**BRIEF**
Return every line from the records below that has the word "Cell".

[Recorded data]
_ _ _ _ _ _ _

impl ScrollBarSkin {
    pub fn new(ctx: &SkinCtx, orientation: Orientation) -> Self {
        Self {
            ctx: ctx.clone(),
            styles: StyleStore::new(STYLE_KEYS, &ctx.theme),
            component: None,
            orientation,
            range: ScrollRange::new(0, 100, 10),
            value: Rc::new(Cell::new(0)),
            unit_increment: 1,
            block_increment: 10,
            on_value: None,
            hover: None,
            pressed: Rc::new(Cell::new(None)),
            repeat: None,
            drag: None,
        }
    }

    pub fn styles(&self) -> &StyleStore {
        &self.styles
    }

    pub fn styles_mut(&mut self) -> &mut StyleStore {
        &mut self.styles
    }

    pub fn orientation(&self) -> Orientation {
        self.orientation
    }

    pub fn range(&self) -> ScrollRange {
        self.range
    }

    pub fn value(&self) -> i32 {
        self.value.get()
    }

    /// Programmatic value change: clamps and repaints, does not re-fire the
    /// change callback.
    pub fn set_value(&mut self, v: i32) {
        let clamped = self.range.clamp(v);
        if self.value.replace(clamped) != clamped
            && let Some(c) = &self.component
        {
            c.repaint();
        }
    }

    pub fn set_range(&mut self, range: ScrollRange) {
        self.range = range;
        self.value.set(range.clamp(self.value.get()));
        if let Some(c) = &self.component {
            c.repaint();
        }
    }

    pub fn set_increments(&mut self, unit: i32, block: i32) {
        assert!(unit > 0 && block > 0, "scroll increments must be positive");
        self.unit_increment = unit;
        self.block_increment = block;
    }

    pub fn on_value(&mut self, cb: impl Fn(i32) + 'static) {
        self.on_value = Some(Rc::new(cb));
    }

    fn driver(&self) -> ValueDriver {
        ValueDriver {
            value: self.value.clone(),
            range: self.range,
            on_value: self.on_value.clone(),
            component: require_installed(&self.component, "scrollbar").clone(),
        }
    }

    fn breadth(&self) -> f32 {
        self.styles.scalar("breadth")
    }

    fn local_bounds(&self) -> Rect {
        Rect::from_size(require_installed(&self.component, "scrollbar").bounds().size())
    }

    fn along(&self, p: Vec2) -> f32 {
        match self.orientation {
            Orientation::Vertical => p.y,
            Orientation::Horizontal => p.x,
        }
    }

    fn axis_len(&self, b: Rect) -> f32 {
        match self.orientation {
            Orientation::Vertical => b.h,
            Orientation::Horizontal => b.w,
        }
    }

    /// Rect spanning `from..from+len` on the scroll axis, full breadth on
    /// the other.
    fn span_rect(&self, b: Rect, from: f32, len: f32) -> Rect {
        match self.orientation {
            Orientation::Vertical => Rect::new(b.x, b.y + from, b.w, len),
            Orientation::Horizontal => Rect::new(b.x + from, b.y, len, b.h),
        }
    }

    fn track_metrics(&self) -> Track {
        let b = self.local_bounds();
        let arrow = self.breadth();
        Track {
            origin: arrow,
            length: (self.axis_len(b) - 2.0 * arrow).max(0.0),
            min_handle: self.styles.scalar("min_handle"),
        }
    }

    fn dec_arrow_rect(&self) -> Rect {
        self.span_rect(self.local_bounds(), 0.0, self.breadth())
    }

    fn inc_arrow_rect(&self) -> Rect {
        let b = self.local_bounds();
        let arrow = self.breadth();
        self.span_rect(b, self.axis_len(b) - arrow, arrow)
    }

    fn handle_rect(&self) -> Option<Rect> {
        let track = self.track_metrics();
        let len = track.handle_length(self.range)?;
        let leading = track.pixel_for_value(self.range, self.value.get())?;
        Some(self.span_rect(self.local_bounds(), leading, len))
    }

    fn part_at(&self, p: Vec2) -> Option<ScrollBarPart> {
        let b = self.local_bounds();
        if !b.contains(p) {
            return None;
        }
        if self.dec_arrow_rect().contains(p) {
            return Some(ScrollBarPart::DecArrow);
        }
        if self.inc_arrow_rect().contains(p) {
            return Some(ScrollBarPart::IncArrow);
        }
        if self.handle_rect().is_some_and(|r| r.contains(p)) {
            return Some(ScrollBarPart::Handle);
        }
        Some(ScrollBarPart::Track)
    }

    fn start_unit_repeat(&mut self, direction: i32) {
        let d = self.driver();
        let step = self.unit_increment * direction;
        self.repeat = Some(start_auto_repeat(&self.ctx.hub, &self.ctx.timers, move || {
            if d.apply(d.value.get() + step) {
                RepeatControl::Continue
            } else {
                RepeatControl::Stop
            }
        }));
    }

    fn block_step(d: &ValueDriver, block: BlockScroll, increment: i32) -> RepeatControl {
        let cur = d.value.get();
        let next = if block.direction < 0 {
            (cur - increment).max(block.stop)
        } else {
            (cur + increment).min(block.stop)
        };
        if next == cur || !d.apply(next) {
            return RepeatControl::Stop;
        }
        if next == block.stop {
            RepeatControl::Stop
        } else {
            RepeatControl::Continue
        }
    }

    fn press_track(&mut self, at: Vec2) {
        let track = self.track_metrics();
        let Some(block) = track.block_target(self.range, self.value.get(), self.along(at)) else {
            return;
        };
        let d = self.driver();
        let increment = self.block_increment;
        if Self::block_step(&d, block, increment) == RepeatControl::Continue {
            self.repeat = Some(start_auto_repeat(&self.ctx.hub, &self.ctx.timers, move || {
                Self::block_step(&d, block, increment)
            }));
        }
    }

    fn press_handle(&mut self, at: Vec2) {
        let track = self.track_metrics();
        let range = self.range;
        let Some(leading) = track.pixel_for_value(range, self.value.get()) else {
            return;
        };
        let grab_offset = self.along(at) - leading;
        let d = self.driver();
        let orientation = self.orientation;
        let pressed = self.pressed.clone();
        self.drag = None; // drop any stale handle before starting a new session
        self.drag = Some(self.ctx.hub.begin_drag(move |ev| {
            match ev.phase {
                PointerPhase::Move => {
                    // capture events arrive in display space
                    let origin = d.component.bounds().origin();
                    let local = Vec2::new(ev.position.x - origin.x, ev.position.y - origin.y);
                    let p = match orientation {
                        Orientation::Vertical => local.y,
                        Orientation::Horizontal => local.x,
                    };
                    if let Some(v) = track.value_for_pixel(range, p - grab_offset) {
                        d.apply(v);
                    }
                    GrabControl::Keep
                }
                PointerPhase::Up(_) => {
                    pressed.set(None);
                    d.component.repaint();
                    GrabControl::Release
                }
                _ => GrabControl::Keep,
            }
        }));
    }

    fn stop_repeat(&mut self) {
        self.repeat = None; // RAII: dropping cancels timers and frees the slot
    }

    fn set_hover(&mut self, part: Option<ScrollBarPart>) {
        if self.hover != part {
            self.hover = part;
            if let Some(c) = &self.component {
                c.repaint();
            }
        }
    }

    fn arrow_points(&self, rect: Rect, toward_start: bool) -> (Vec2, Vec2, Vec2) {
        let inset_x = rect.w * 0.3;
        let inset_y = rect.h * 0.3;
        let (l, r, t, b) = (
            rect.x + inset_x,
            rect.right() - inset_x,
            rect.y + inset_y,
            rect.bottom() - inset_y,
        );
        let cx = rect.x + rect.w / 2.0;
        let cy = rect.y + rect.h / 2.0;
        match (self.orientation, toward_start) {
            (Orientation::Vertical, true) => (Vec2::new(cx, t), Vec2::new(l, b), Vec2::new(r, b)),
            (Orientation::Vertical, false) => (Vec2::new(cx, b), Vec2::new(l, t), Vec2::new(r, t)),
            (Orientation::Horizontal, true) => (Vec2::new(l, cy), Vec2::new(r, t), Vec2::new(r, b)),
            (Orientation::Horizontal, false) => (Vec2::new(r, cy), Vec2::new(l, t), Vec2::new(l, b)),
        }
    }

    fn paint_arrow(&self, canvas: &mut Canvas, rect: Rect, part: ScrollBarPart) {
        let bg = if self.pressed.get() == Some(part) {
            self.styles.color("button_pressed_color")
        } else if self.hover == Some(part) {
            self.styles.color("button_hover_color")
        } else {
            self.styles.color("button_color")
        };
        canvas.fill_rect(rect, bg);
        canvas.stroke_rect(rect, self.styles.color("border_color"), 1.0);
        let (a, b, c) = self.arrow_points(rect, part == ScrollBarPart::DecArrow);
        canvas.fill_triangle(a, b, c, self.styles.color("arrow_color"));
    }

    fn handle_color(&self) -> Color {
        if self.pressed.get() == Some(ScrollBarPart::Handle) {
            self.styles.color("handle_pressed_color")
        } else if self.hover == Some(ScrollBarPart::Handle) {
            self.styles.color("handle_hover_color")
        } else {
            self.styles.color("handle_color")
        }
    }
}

_ _ _ _ _ _ _

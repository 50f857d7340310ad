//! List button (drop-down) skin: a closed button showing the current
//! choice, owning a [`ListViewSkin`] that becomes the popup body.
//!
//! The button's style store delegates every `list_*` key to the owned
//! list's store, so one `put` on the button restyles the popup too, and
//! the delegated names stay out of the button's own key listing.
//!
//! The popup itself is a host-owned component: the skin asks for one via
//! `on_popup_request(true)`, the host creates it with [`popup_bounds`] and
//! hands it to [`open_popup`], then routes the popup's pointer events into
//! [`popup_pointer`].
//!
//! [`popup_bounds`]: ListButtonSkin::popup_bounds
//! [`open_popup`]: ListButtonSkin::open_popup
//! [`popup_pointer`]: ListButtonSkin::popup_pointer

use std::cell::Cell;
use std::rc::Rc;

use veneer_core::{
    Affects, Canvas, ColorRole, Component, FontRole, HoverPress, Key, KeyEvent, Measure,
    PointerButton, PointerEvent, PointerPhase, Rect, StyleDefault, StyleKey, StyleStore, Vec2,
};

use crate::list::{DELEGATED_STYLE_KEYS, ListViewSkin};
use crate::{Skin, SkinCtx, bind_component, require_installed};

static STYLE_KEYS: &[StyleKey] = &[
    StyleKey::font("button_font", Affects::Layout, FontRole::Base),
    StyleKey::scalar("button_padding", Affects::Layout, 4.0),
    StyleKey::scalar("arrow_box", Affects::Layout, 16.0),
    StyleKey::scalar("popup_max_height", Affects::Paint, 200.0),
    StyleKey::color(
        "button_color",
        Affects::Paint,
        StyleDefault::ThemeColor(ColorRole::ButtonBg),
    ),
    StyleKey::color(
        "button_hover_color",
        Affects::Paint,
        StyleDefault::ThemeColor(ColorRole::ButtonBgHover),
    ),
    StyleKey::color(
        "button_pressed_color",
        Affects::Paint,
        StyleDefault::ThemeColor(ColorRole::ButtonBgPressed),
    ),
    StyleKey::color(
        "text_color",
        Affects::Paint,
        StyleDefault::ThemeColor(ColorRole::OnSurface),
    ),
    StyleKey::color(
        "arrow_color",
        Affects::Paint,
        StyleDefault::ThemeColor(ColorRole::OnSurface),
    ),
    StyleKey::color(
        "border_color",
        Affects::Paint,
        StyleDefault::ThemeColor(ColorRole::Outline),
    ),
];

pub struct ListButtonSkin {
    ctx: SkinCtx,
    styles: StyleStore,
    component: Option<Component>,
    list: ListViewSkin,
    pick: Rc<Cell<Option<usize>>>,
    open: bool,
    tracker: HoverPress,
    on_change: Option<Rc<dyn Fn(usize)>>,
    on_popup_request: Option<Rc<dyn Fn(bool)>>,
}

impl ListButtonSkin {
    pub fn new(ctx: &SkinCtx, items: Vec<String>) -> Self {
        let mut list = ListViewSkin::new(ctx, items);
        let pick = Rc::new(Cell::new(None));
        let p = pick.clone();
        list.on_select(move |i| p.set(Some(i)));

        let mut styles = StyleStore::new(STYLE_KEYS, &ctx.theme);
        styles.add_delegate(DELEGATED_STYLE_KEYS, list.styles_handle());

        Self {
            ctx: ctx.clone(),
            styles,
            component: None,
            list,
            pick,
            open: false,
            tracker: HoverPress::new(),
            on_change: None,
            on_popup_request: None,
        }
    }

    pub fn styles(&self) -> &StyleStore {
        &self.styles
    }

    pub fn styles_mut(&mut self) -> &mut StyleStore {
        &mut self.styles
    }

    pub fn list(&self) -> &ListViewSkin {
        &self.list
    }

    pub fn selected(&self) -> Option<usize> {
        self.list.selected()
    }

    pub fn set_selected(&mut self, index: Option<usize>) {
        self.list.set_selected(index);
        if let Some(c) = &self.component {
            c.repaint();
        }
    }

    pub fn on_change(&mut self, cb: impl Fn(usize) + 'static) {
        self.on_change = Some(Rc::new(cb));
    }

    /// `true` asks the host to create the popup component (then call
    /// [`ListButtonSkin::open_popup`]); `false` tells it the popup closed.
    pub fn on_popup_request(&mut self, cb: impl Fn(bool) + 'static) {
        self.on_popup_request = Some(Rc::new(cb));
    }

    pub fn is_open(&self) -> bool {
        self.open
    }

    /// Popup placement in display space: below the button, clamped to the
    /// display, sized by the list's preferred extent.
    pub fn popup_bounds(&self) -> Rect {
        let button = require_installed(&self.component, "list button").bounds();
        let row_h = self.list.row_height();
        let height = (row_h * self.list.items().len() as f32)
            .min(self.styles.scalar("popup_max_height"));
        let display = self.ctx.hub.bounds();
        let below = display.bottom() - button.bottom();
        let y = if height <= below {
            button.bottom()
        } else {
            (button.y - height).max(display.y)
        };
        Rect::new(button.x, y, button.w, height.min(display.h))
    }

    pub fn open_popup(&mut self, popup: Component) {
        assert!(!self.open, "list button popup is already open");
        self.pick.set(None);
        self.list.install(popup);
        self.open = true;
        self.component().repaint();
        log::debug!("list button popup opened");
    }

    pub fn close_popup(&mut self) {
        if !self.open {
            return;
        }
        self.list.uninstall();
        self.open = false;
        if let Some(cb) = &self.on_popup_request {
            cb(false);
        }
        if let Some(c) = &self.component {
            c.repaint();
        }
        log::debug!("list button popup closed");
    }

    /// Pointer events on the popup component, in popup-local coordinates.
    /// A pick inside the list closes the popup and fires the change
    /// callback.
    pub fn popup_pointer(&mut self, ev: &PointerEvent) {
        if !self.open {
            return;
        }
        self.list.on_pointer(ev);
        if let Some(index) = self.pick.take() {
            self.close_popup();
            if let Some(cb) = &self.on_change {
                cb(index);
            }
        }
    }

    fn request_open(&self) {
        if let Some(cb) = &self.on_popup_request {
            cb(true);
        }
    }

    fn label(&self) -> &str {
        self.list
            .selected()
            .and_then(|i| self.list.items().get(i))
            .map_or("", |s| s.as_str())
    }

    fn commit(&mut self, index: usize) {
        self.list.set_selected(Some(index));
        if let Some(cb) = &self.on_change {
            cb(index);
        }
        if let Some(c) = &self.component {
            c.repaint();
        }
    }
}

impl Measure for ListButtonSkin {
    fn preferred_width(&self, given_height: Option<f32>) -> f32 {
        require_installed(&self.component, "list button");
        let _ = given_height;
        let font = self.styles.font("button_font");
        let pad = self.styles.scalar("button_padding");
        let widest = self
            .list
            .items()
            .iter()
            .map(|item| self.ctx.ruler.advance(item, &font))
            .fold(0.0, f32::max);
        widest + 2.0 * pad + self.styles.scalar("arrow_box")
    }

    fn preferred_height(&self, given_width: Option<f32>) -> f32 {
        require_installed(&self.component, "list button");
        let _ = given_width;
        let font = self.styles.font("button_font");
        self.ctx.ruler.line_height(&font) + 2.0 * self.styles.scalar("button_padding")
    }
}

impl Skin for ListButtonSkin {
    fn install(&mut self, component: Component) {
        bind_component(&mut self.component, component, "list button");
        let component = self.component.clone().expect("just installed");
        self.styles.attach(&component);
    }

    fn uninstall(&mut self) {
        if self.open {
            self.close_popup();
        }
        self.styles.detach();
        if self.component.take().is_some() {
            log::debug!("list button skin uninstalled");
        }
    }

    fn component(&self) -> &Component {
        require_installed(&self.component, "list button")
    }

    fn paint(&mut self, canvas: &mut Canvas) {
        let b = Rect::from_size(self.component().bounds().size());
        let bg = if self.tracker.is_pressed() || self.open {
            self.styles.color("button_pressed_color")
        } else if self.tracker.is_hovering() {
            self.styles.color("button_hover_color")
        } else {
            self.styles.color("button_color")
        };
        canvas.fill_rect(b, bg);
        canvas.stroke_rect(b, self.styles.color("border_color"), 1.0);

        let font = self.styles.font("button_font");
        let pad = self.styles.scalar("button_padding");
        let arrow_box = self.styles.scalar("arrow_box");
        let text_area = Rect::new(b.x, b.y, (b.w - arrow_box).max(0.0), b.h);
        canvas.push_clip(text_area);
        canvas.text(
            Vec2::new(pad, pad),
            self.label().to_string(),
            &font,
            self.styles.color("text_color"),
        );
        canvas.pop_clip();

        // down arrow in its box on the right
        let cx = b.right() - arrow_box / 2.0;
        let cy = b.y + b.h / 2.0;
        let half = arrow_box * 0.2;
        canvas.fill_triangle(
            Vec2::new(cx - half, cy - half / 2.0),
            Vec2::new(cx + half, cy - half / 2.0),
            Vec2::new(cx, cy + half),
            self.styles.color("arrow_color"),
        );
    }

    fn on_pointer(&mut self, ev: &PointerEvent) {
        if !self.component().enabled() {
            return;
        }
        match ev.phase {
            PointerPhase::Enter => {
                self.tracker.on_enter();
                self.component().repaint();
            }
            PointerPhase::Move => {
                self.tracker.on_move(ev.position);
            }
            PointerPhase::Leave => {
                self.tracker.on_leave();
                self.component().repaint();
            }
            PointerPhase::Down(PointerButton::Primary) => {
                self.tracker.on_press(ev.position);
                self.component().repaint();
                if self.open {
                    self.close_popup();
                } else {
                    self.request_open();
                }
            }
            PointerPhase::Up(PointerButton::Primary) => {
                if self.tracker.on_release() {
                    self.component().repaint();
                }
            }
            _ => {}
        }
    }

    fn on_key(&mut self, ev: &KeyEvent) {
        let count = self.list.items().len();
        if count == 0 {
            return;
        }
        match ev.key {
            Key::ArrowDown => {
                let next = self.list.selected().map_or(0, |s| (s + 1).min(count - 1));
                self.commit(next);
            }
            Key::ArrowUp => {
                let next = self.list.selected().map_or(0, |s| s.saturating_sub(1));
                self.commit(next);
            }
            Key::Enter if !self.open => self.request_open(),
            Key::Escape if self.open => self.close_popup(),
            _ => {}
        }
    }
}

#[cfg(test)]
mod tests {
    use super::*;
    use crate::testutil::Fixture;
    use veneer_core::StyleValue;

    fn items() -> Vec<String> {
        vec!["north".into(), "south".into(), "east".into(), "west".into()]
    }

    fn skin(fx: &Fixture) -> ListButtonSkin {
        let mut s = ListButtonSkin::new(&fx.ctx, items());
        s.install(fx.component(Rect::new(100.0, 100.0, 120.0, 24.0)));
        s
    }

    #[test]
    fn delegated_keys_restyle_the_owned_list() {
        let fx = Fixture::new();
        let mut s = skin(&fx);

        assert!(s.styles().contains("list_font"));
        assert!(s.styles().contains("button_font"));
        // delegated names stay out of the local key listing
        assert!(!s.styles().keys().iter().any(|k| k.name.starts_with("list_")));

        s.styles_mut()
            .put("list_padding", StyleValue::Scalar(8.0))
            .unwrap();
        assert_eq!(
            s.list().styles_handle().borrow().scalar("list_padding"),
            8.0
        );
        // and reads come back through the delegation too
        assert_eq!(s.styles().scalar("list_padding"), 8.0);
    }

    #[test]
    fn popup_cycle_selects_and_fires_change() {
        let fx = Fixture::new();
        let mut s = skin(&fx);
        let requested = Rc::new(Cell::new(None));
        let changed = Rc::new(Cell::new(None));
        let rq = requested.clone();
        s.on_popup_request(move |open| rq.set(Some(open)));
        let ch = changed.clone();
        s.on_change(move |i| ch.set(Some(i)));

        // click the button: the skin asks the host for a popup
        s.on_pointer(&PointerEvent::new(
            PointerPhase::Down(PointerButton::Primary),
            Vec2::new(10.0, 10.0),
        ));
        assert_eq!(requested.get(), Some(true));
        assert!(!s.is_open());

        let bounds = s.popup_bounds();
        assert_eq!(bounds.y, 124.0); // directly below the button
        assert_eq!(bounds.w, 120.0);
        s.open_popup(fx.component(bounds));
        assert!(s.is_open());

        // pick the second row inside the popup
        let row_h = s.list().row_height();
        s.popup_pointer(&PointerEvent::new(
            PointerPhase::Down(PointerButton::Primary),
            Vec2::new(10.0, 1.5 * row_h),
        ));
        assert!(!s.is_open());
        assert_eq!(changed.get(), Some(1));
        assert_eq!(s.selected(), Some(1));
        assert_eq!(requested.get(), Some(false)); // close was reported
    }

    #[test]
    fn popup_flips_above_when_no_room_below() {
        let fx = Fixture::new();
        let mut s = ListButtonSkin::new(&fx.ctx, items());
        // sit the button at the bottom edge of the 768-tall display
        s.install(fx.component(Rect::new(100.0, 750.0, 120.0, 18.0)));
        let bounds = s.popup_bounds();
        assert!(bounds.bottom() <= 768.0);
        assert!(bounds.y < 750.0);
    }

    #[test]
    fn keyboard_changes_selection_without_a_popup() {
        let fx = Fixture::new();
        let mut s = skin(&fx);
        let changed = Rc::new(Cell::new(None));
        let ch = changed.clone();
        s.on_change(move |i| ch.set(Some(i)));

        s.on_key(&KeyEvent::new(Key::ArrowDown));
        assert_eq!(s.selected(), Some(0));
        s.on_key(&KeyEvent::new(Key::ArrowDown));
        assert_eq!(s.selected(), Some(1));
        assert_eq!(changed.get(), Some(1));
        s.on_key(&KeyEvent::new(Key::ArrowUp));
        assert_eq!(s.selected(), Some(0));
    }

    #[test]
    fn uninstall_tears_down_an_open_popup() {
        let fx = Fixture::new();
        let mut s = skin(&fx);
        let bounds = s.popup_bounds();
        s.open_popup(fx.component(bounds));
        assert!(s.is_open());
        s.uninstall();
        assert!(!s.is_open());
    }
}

_ _ _ _ _ _ _

**REPLY TO THE EXERCISE**
            value: Rc::new(Cell::new(0)),
            pressed: Rc::new(Cell::new(None)),
use std::cell::Cell;
    pick: Rc<Cell<Option<usize>>>,
        let pick = Rc::new(Cell::new(None));
        let requested = Rc::new(Cell::new(None));
        let changed = Rc::new(Cell::new(None));
        let changed = Rc::new(Cell::new(None));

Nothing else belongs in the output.